La ardilla de Estrabón
Quizás, amable lector, crea que alguna vez ha leído que el historiador romano Estrabón escribió que una ardilla podía recorrer España desde Algeciras a los Pirineos sin necesidad de bajarse de los árboles. Si es así, estamos mal. Estrabón era griego, no romano. Era geógrafo y no historiador. Y en el libro tercero de su Geografía -el dedicado a Iberia- no hay referencia a las ardillas.
Viene esto a cuento de la ilimitada capacidad que aparentemente tenemos para dejarnos atrapar por historias que son plausibles y ligeramente melancólicas. Dada la preocupación por la burbuja inmobiliaria la versión actual de la historia de la fantasmagórica ardilla sería que el roedor hoy podría ahora cruzar España saltando de grúa en grúa y, de vez en cuando, de coche en coche. Si hacemos caso a nuestros desasosegados pesimistas es evidente que estamos ante otra gravísima insostenibilidad: la inmobiliaria. Y ésta es peor que todas las demás porque afecta -ni más, ni menos- que a los cimientos mismos del modelo económico español, ya que nuestra dependencia del ladrillo corre pareja a la despreocupación de nuestros empresarios por la inversión en maquinaria y bienes de equipo y, sobre todo, en investigación y desarrollo.
Algunos años en la profesión me han enseñado que cuando uno escucha a alguien enunciar con roqueña seguridad un diagnóstico económico que es a la vez simple y tremendista, inmediatamente hay que irse a ver los datos. Y éstos suelen darte la oportunidad de hacer las preguntas que te permiten aprender algo más de economía y, sobre todo, de las fragilidades del espíritu humano. En esta ocasión, es verdad que los datos no son fácilmente accesibles. Demasiados cambios metodológicos en nuestras cuentas nacionales y pocos esfuerzos por soldar las series están llevando a que nuestros jóvenes economistas crean que nuestra historia económica empieza en 1999, con la entrada en el euro. Y no. Tenemos una historia previa que conviene recuperar aunque para ello sea necesario emplear tiempo y desplegar algo de tolerancia a la hora de rescatar el pasado. En la web del INE y de la Dirección de Política Económica se puede encontrar lo necesario para aproximar la dependencia histórica de nuestro modelo de crecimiento del denostado ladrillo.
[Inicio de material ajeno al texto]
#[cfg(feature = "serde1")]
use serde::{Deserialize, Serialize};

use rand::Rng;
use std::iter;

use super::PartitionSampler;
use crate::data::Partition;
use crate::misc::ln_pflip;
use crate::traits::{ConjugatePrior, Density};

/// Collapsed Gibbs reassignment for conjugate models (Neal 2000,
/// algorithm 2).
///
/// Items are visited in index order. For each item the weights are
/// ln(size) + ln f(x|θ) for every existing cluster and ln(α) plus the prior
/// predictive for a new one.
///
/// A new cluster gets its value from the posterior given the item alone,
/// not from the base measure. This is deliberate: the item is already
/// conditioned on when the new cluster is chosen through the prior
/// predictive, so its value must be drawn from that same posterior.
#[derive(Debug, Clone, Copy, PartialEq, Eq, Default)]
#[cfg_attr(feature = "serde1", derive(Serialize, Deserialize))]
pub struct MarginalGibbs;

impl<X, P, D, B> PartitionSampler<X, P, D, B> for MarginalGibbs
where
    D: Density<X, P>,
    B: ConjugatePrior<X, P>,
{
    fn sample<R: Rng>(
        &mut self,
        data: &[X],
        partition: &mut Partition<P>,
        alpha: f64,
        density: &D,
        base: &B,
        rng: &mut R,
    ) {
        let ln_alpha = alpha.ln();
        for (item, x) in data.iter().enumerate() {
            partition.take_item(item);
            partition.remove_empty_cells();

            let mut ln_weights: Vec<f64> = partition
                .cells()
                .iter()
                .map(|cell| {
                    (cell.len() as f64).ln() + density.ln_f(x, cell.value())
                })
                .collect();
            ln_weights.push(ln_alpha + base.ln_pp(x));

            let k = partition.n_cells();
            let zi = ln_pflip(&ln_weights, rng);
            let cell_ix = if zi == k {
                partition.add_cell(base.draw_posterior(iter::once(x), rng))
            } else {
                zi
            };
            partition.add_item(item, cell_ix);
        }
    }
}

#[cfg(test)]
mod tests {
    use super::*;
    use crate::data::BinomialDatum;
    use crate::dist::{Beta, Binomial};
    use crate::sampler::{AtomSampler, ConjugateAtomSampler};
    use crate::test::{binomial_data, separates};
    use rand::SeedableRng;
    use rand_xoshiro::Xoshiro256Plus;

    #[test]
    fn keeps_every_item_exactly_once() {
        let mut rng = Xoshiro256Plus::seed_from_u64(61);
        let data: Vec<BinomialDatum> = (0..30)
            .map(|i| BinomialDatum::new(i % 21, 20))
            .collect();
        let mut part =
            Partition::from_labels(&[0; 30], vec![0.5]).unwrap();

        let mut sampler = MarginalGibbs;
        for _ in 0..20 {
            sampler.sample(
                &data,
                &mut part,
                1.0,
                &Binomial,
                &Beta::uniform(),
                &mut rng,
            );
            assert!(part.validate(30).is_ok());
            assert!(part.cells().iter().all(|cell| !cell.is_empty()));
        }
    }

    #[test]
    fn separates_well_separated_groups() {
        let mut rng = Xoshiro256Plus::seed_from_u64(62);
        let data = binomial_data(&[1, 2, 1, 0, 2, 19, 18, 20, 19, 18], 20);
        let mut part =
            Partition::from_labels(&[0; 10], vec![0.5]).unwrap();

        let mut sampler = MarginalGibbs;
        let mut atoms = ConjugateAtomSampler;
        let base = Beta::uniform();
        for _ in 0..50 {
            sampler.sample(&data, &mut part, 1.0, &Binomial, &base, &mut rng);
            atoms.sample(&data, &mut part, &Binomial, &base, &mut rng);
        }
        // no cluster mixes low and high counts
        assert!(separates(&part.labels(), &[0, 1, 2, 3, 4], &[5, 6, 7, 8, 9]));
    }

    #[test]
    fn new_cluster_value_comes_from_the_item_posterior() {
        let mut rng = Xoshiro256Plus::seed_from_u64(63);
        let data = vec![BinomialDatum::new(20, 20)];
        let mut part = Partition::from_labels(&[0], vec![0.5]).unwrap();

        // A lone item always lands in a fresh cluster, whose value is a
        // Beta(21, 1) draw with mean 21/22. A base measure draw would
        // average 1/2.
        let mut sampler = MarginalGibbs;
        let n = 2_000;
        let mut total = 0.0;
        for _ in 0..n {
            sampler.sample(&data, &mut part, 1.0, &Binomial, &Beta::uniform(), &mut rng);
            assert_eq!(part.n_cells(), 1);
            total += *part.value(0);
        }
        assert::close(total / f64::from(n), 21.0 / 22.0, 0.01);
    }
}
Salvo error en mis cálculos, entre 1954 y 2004 la economía española ha crecido a una tasa promedio del 3,9%, con la formación bruta de capital fijo aumentando a una tasa media del 5,2% y, dentro de ella, la construcción avanzando al 4,7%. Los datos correspondientes al quinquenio 2000-2005 son un crecimiento promedio del 3%, con la formación bruta aumentando al 3,8% y la construcción al 5,7%. Es decir, crecemos casi un punto menos que en los últimos cincuenta años, con la inversión creciendo más que el PIB pero avanzando un punto y medio menos que la media histórica, y la construcción creciendo un punto más. En términos relativos esto supone que la construcción ha aumentado su peso -hasta el 15% desde el 14% del PIB- y también su aportación al crecimiento: hasta un 31% frente al 26% que había promediado en los últimos cincuenta años.
Es un cambio... pero no el que nos anuncian. Aunque a muchos no les guste, llevamos mucho tiempo creciendo gracias al ladrillo. En concreto, son ya varias las generaciones de españoles que no han sabido -o querido- optar por un modelo con más máquinas y menos chalets adosados. Y ya va siendo hora de reconozcamos que con este modelo no nos ha ido mal en términos macro y ello, básicamente, porque tampoco está tan mal que, siendo un país desarrollado, invirtamos anualmente en ampliar y reponer el stock físico de capital entre un cuarto y un tercio de lo que producimos, un porcentaje que más bien es de economía emergente. Y que además, pese a la apariencias y los tertulianos, la composición de esa inversión sea un equilibrado 40% en bienes de equipo y un 60% en construcción. Y que, para decirlo todo, el ladrillo de los pisos y adosados realmente sólo suponga el 6% del PIB español. Otra cosa es cómo estética y medio ambientalmente estamos dejando el país. Pero a esa insostenibilidad -hasta ahora- no se solían referir los analistas. Sólo los ecologistas, que son los que tienen razón, aunque se empeñen en citar la historia de la ardilla de Estrabón.